A gap experience also can offer a chance to explore areas for future study. While most in-person internships have been halted, Stievater noted that there are domestic and international online opportunities. One client interned at an investment bank to test an interest in a finance career. Other online internships might involve working in social media, participating in research projects or assisting startup companies.

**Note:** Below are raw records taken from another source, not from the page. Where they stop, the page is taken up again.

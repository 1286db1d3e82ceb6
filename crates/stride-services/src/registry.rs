//! Session registry — process-wide map of session id → session handle.
//!
//! Explicit and injectable: constructed once in `main` (or fresh per test),
//! never a module-level global. Sessions are fully independent — the
//! registry hands out `Arc<SessionHandle>`s and otherwise stays out of the
//! way, so a failure inside one session can never corrupt another.

use std::sync::Arc;

use dashmap::DashMap;

use stride_core::SessionError;

use crate::ids::random_id;
use crate::session::SessionHandle;

/// All active sessions. Clone-shared across gateway tasks.
#[derive(Clone, Default)]
pub struct SessionRegistry {
    sessions: Arc<DashMap<String, Arc<SessionHandle>>>,
}

impl SessionRegistry {
    pub fn new() -> Self {
        Self {
            sessions: Arc::new(DashMap::new()),
        }
    }

    /// Create a session with a fresh unique id. The deck is fixed for the
    /// session's lifetime.
    pub fn create(&self, name: &str, questions: Arc<Vec<String>>) -> (String, Arc<SessionHandle>) {
        loop {
            let id = random_id(4);
            if self.sessions.contains_key(&id) {
                // 4 random bytes collide rarely, but ids must be unique.
                continue;
            }
            let handle = SessionHandle::new(id.clone(), name.to_string(), questions);
            self.sessions.insert(id.clone(), handle.clone());
            tracing::info!(session_id = %id, name, "session created");
            return (id, handle);
        }
    }

    pub fn get(&self, id: &str) -> Result<Arc<SessionHandle>, SessionError> {
        self.sessions
            .get(id)
            .map(|e| e.value().clone())
            .ok_or(SessionError::SessionNotFound)
    }

    /// Drop a session entirely. Subscribers see their feed close once the
    /// last handle clone is gone.
    pub fn remove(&self, id: &str) -> bool {
        let removed = self.sessions.remove(id).is_some();
        if removed {
            tracing::info!(session_id = %id, "session deleted");
        }
        removed
    }

    pub fn len(&self) -> usize {
        self.sessions.len()
    }

    pub fn is_empty(&self) -> bool {
        self.sessions.is_empty()
    }

    /// Snapshot of all (id, handle) pairs, for the status endpoint.
    pub fn entries(&self) -> Vec<(String, Arc<SessionHandle>)> {
        self.sessions
            .iter()
            .map(|e| (e.key().clone(), e.value().clone()))
            .collect()
    }

    /// Drop every session. Shutdown path.
    pub fn clear(&self) {
        self.sessions.clear();
    }
}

Welch said some young adults are taking a break to earn credentials or certifications to make themselves more employable, while others are rethinking intended career paths in fields the pandemic has impacted, such as nursing and hospitality. One gap program, Scotland-based Student Ventures, purports to offer a fully online "venture semester" and "venture year" that guides students, usually working in teams, from developing a product idea to taking the product to market.

However it's experienced, a break after high school or during or after college or graduate school "is a state of mind" career counselor Marianne Green says on the U.S. Bureau of Labor Statistics (BLS) website. It can be anything "from working on a dude ranch to working in a local store." People often are involved in more than one activity during the gap year, the BLS noted, such as participating in a service program and taking an online class in a subject that piques their interest.

Some spend the gap year working in jobs that have nothing to do with their college major. Penn State graduate Robert "Jake" Smeal graduated in 2020 with a 3.95 grade point average (GPA) and a double major in management and political science. He is taking a gap year to live at home, work locally to save money and prepare to attend law school in fall 2021.

Other young adults are using the time to contribute to causes they believe in. The Peace Corps, long a choice for young adults in their mid-20s wanting to work for a cause and travel internationally, had to evacuate more than 7,000 volunteers from locations around the world because of COVID-19. A domestic gap year program is an alternative; many have integrated issues such as immigration, social justice, diversity, environmental sustainability and the global climate.

Marion Taylor is owner and advisor of Taylor the Gap, a gap year consulting service in Boulder, Colo. The majority of her clients, who are 17 to 22 years old, are pivoting to smaller and lesser-known domestic programs as some international programs remain shuttered. One student Taylor worked with served as an online contact tracer in New Mexico during the spring. Others are building trails in national parks, restoring historic buildings and working on global climate issues, she said.

There is a fee to participate in various gap year programs. Additionally, students are often not paid and typically do not receive college credit for participating in the programs. The experience, though, can stand in for those students may have had on campus, such as managing a budget, learning a language or learning how to do laundry, Taylor said. It's also an opportunity to develop soft skills such as initiative, teamwork and leadership. A young adult in a wilderness program, for example, might be tasked with reading a map to lead a group over mountains to a destination and dealing with the outcome.

"Oftentimes, for the first time in their lives, students have to take charge of their own learning as opposed to be a passive learner taking notes in class," Taylor said. "Employers can teach the hard skills, but the soft skills are the employee skills employers really want."

Stievater thinks a gap year experience makes students more mature.

"They tend to be more curious, better problem solvers and more adaptable, which are traits sought after by employers and which also help them perform better in college and earn higher GPAs," she said. "Employers are attracted to students who have learned how to be more independent and think outside the box."